* **Exercise aim**
Write out each line of the material again, word for word.
┄┄┄┄┄┄
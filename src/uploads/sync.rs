// SPDX-License-Identifier: GPL-3.0-only

//! Connectivity-driven sync of the upload queue
//!
//! A sync starts only on an offline to online edge with a non-empty queue and
//! nothing already in flight. It snapshots the queue, sleeps for the
//! processing latency and then commits exactly the snapshotted items. Going
//! offline again does not cancel it; only [`SyncEngine::shutdown`] does.

use super::connectivity::LinkState;
use super::queue::UploadLedger;
use crate::constants::SYNC_EVENT_CAPACITY;
use crate::notifications::NotificationSink;
use serde_json::json;
use std::sync::{Arc, Mutex, MutexGuard, PoisonError};
use std::time::Duration;
use tokio::sync::{broadcast, watch};
use tokio::task::JoinHandle;
use tracing::{debug, info};

/// Progress of a sync operation
#[derive(Debug, Clone, PartialEq, Eq)]
pub enum SyncEvent {
    /// A snapshot of `count` queued items is being processed
    Started { count: usize },
    /// The snapshot was committed; `ids` are the newly assigned ids
    Completed { count: usize, ids: Vec<u64> },
}

#[derive(Default)]
struct SyncState {
    /// Last connectivity value seen, used for edge detection
    online: bool,
    in_flight: Option<JoinHandle<()>>,
    observer: Option<JoinHandle<()>>,
    stopped: bool,
}

struct SyncShared {
    ledger: UploadLedger,
    latency: Duration,
    notifier: Arc<dyn NotificationSink>,
    events: broadcast::Sender<SyncEvent>,
    state: Mutex<SyncState>,
}

impl SyncShared {
    fn state(&self) -> MutexGuard<'_, SyncState> {
        self.state.lock().unwrap_or_else(PoisonError::into_inner)
    }

    /// Apply a connectivity update, replaying an online edge the channel collapsed
    fn apply_link(self: &Arc<Self>, link: LinkState, seen_reconnects: &mut u64) {
        if link.reconnects != *seen_reconnects {
            *seen_reconnects = link.reconnects;
            self.handle_transition(false);
            self.handle_transition(true);
        }
        self.handle_transition(link.online);
    }

    fn handle_transition(self: &Arc<Self>, online: bool) -> bool {
        let mut state = self.state();
        if state.stopped {
            return false;
        }

        let was_online = std::mem::replace(&mut state.online, online);
        if !online || was_online {
            return false;
        }

        if state.in_flight.as_ref().is_some_and(|task| !task.is_finished()) {
            debug!("Sync already in flight, ignoring online transition");
            return false;
        }

        let snapshot = self.ledger.snapshot();
        if snapshot.is_empty() {
            debug!("Online with an empty queue, nothing to sync");
            return false;
        }

        let count = snapshot.len();
        info!(count, latency_ms = self.latency.as_millis() as u64, "Sync started");

        let shared = Arc::clone(self);
        state.in_flight = Some(tokio::spawn(async move {
            tokio::time::sleep(shared.latency).await;

            let committed = {
                let mut state = shared.state();
                if state.stopped {
                    debug!("Sync finished after teardown, discarded");
                    return;
                }
                let committed = shared.ledger.commit(&snapshot);
                state.in_flight = None;
                committed
            };

            let ids: Vec<u64> = committed.iter().map(|item| item.id).collect();
            info!(count = committed.len(), ?ids, "Sync complete");
            shared
                .notifier
                .track("sync_complete", json!({ "count": committed.len() }));
            let _ = shared.events.send(SyncEvent::Completed {
                count: committed.len(),
                ids,
            });
        }));
        drop(state);

        self.notifier.track("sync_started", json!({ "count": count }));
        let _ = self.events.send(SyncEvent::Started { count });
        true
    }
}

/// Drains the upload queue when connectivity comes back
///
/// Must be used from within a tokio runtime. Dropping the engine tears it
/// down like [`SyncEngine::shutdown`].
pub struct SyncEngine {
    shared: Arc<SyncShared>,
}

impl SyncEngine {
    pub fn new(
        ledger: UploadLedger,
        latency: Duration,
        notifier: Arc<dyn NotificationSink>,
        initially_online: bool,
    ) -> Self {
        let (events, _) = broadcast::channel(SYNC_EVENT_CAPACITY);

        Self {
            shared: Arc::new(SyncShared {
                ledger,
                latency,
                notifier,
                events,
                state: Mutex::new(SyncState {
                    online: initially_online,
                    ..Default::default()
                }),
            }),
        }
    }

    /// Feed a connectivity value
    ///
    /// Returns true if this call started a sync.
    pub fn handle_transition(&self, online: bool) -> bool {
        self.shared.handle_transition(online)
    }

    /// Follow a connectivity channel until shutdown
    ///
    /// The channel's current value is applied right away. Replaces any
    /// previously observed channel.
    pub fn observe(&self, mut connectivity: watch::Receiver<LinkState>) {
        let current = *connectivity.borrow_and_update();
        let mut seen_reconnects = current.reconnects;
        self.shared.handle_transition(current.online);

        let shared = Arc::clone(&self.shared);
        let observer = tokio::spawn(async move {
            while connectivity.changed().await.is_ok() {
                let link = *connectivity.borrow_and_update();
                shared.apply_link(link, &mut seen_reconnects);
            }
            debug!("Connectivity channel closed");
        });

        let mut state = self.shared.state();
        if state.stopped {
            observer.abort();
            return;
        }
        if let Some(previous) = state.observer.replace(observer) {
            previous.abort();
        }
    }

    pub fn subscribe(&self) -> broadcast::Receiver<SyncEvent> {
        self.shared.events.subscribe()
    }

    pub fn is_syncing(&self) -> bool {
        self.shared
            .state()
            .in_flight
            .as_ref()
            .is_some_and(|task| !task.is_finished())
    }

    pub fn latency(&self) -> Duration {
        self.shared.latency
    }

    /// Stop observing and abort an in-flight sync without committing it
    pub fn shutdown(&self) {
        let (in_flight, observer) = {
            let mut state = self.shared.state();
            if state.stopped {
                return;
            }
            state.stopped = true;
            (state.in_flight.take(), state.observer.take())
        };

        if let Some(task) = in_flight {
            if !task.is_finished() {
                info!("In-flight sync cancelled by teardown");
            }
            task.abort();
        }
        if let Some(task) = observer {
            task.abort();
        }
    }
}

impl Drop for SyncEngine {
    fn drop(&mut self) {
        self.shutdown();
    }
}

impl std::fmt::Debug for SyncEngine {
    fn fmt(&self, f: &mut std::fmt::Formatter<'_>) -> std::fmt::Result {
        f.debug_struct("SyncEngine")
            .field("latency", &self.shared.latency)
            .field("syncing", &self.is_syncing())
            .finish()
    }
}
┄┄┄┄┄┄
* **Exercise result**
filename src/uploads/sync.rs
// SPDX-License-Identifier: GPL-3.0-only

//! Connectivity-driven sync of the upload queue
//!
//! A sync starts only on an offline to online edge with a non-empty queue and
//! nothing already in flight. It snapshots the queue, sleeps for the
//! processing latency and then commits exactly the snapshotted items. Going
//! offline again does not cancel it; only [`SyncEngine::shutdown`] does.

use super::connectivity::LinkState;
use super::queue::UploadLedger;
use crate::constants::SYNC_EVENT_CAPACITY;
use crate::notifications::NotificationSink;
use serde_json::json;
use std::sync::{Arc, Mutex, MutexGuard, PoisonError};
use std::time::Duration;
use tokio::sync::{broadcast, watch};
use tokio::task::JoinHandle;
use tracing::{debug, info};

/// Progress of a sync operation
#[derive(Debug, Clone, PartialEq, Eq)]
pub enum SyncEvent {
    /// A snapshot of `count` queued items is being processed
    Started { count: usize },
    /// The snapshot was committed; `ids` are the newly assigned ids
    Completed { count: usize, ids: Vec<u64> },
}

#[derive(Default)]
struct SyncState {
    /// Last connectivity value seen, used for edge detection
    online: bool,
    in_flight: Option<JoinHandle<()>>,
    observer: Option<JoinHandle<()>>,
    stopped: bool,
}

struct SyncShared {
    ledger: UploadLedger,
    latency: Duration,
    notifier: Arc<dyn NotificationSink>,
    events: broadcast::Sender<SyncEvent>,
    state: Mutex<SyncState>,
}

impl SyncShared {
    fn state(&self) -> MutexGuard<'_, SyncState> {
        self.state.lock().unwrap_or_else(PoisonError::into_inner)
    }

    /// Apply a connectivity update, replaying an online edge the channel collapsed
    fn apply_link(self: &Arc<Self>, link: LinkState, seen_reconnects: &mut u64) {
        if link.reconnects != *seen_reconnects {
            *seen_reconnects = link.reconnects;
            self.handle_transition(false);
            self.handle_transition(true);
        }
        self.handle_transition(link.online);
    }

    fn handle_transition(self: &Arc<Self>, online: bool) -> bool {
        let mut state = self.state();
        if state.stopped {
            return false;
        }

        let was_online = std::mem::replace(&mut state.online, online);
        if !online || was_online {
            return false;
        }

        if state.in_flight.as_ref().is_some_and(|task| !task.is_finished()) {
            debug!("Sync already in flight, ignoring online transition");
            return false;
        }

        let snapshot = self.ledger.snapshot();
        if snapshot.is_empty() {
            debug!("Online with an empty queue, nothing to sync");
            return false;
        }

        let count = snapshot.len();
        info!(count, latency_ms = self.latency.as_millis() as u64, "Sync started");

        let shared = Arc::clone(self);
        state.in_flight = Some(tokio::spawn(async move {
            tokio::time::sleep(shared.latency).await;

            let committed = {
                let mut state = shared.state();
                if state.stopped {
                    debug!("Sync finished after teardown, discarded");
                    return;
                }
                let committed = shared.ledger.commit(&snapshot);
                state.in_flight = None;
                committed
            };

            let ids: Vec<u64> = committed.iter().map(|item| item.id).collect();
            info!(count = committed.len(), ?ids, "Sync complete");
            shared
                .notifier
                .track("sync_complete", json!({ "count": committed.len() }));
            let _ = shared.events.send(SyncEvent::Completed {
                count: committed.len(),
                ids,
            });
        }));
        drop(state);

        self.notifier.track("sync_started", json!({ "count": count }));
        let _ = self.events.send(SyncEvent::Started { count });
        true
    }
}

/// Drains the upload queue when connectivity comes back
///
/// Must be used from within a tokio runtime. Dropping the engine tears it
/// down like [`SyncEngine::shutdown`].
pub struct SyncEngine {
    shared: Arc<SyncShared>,
}

impl SyncEngine {
    pub fn new(
        ledger: UploadLedger,
        latency: Duration,
        notifier: Arc<dyn NotificationSink>,
        initially_online: bool,
    ) -> Self {
        let (events, _) = broadcast::channel(SYNC_EVENT_CAPACITY);

        Self {
            shared: Arc::new(SyncShared {
                ledger,
                latency,
                notifier,
                events,
                state: Mutex::new(SyncState {
                    online: initially_online,
                    ..Default::default()
                }),
            }),
        }
    }

    /// Feed a connectivity value
    ///
    /// Returns true if this call started a sync.
    pub fn handle_transition(&self, online: bool) -> bool {
        self.shared.handle_transition(online)
    }

    /// Follow a connectivity channel until shutdown
    ///
    /// The channel's current value is applied right away. Replaces any
    /// previously observed channel.
    pub fn observe(&self, mut connectivity: watch::Receiver<LinkState>) {
        let current = *connectivity.borrow_and_update();
        let mut seen_reconnects = current.reconnects;
        self.shared.handle_transition(current.online);

        let shared = Arc::clone(&self.shared);
        let observer = tokio::spawn(async move {
            while connectivity.changed().await.is_ok() {
                let link = *connectivity.borrow_and_update();
                shared.apply_link(link, &mut seen_reconnects);
            }
            debug!("Connectivity channel closed");
        });

        let mut state = self.shared.state();
        if state.stopped {
            observer.abort();
            return;
        }
        if let Some(previous) = state.observer.replace(observer) {
            previous.abort();
        }
    }

    pub fn subscribe(&self) -> broadcast::Receiver<SyncEvent> {
        self.shared.events.subscribe()
    }

    pub fn is_syncing(&self) -> bool {
        self.shared
            .state()
            .in_flight
            .as_ref()
            .is_some_and(|task| !task.is_finished())
    }

    pub fn latency(&self) -> Duration {
        self.shared.latency
    }

    /// Stop observing and abort an in-flight sync without committing it
    pub fn shutdown(&self) {
        let (in_flight, observer) = {
            let mut state = self.shared.state();
            if state.stopped {
                return;
            }
            state.stopped = true;
            (state.in_flight.take(), state.observer.take())
        };

        if let Some(task) = in_flight {
            if !task.is_finished() {
                info!("In-flight sync cancelled by teardown");
            }
            task.abort();
        }
        if let Some(task) = observer {
            task.abort();
        }
    }
}

impl Drop for SyncEngine {
    fn drop(&mut self) {
        self.shutdown();
    }
}

impl std::fmt::Debug for SyncEngine {
    fn fmt(&self, f: &mut std::fmt::Formatter<'_>) -> std::fmt::Result {
        f.debug_struct("SyncEngine")
            .field("latency", &self.shared.latency)
            .field("syncing", &self.is_syncing())
            .finish()
    }
}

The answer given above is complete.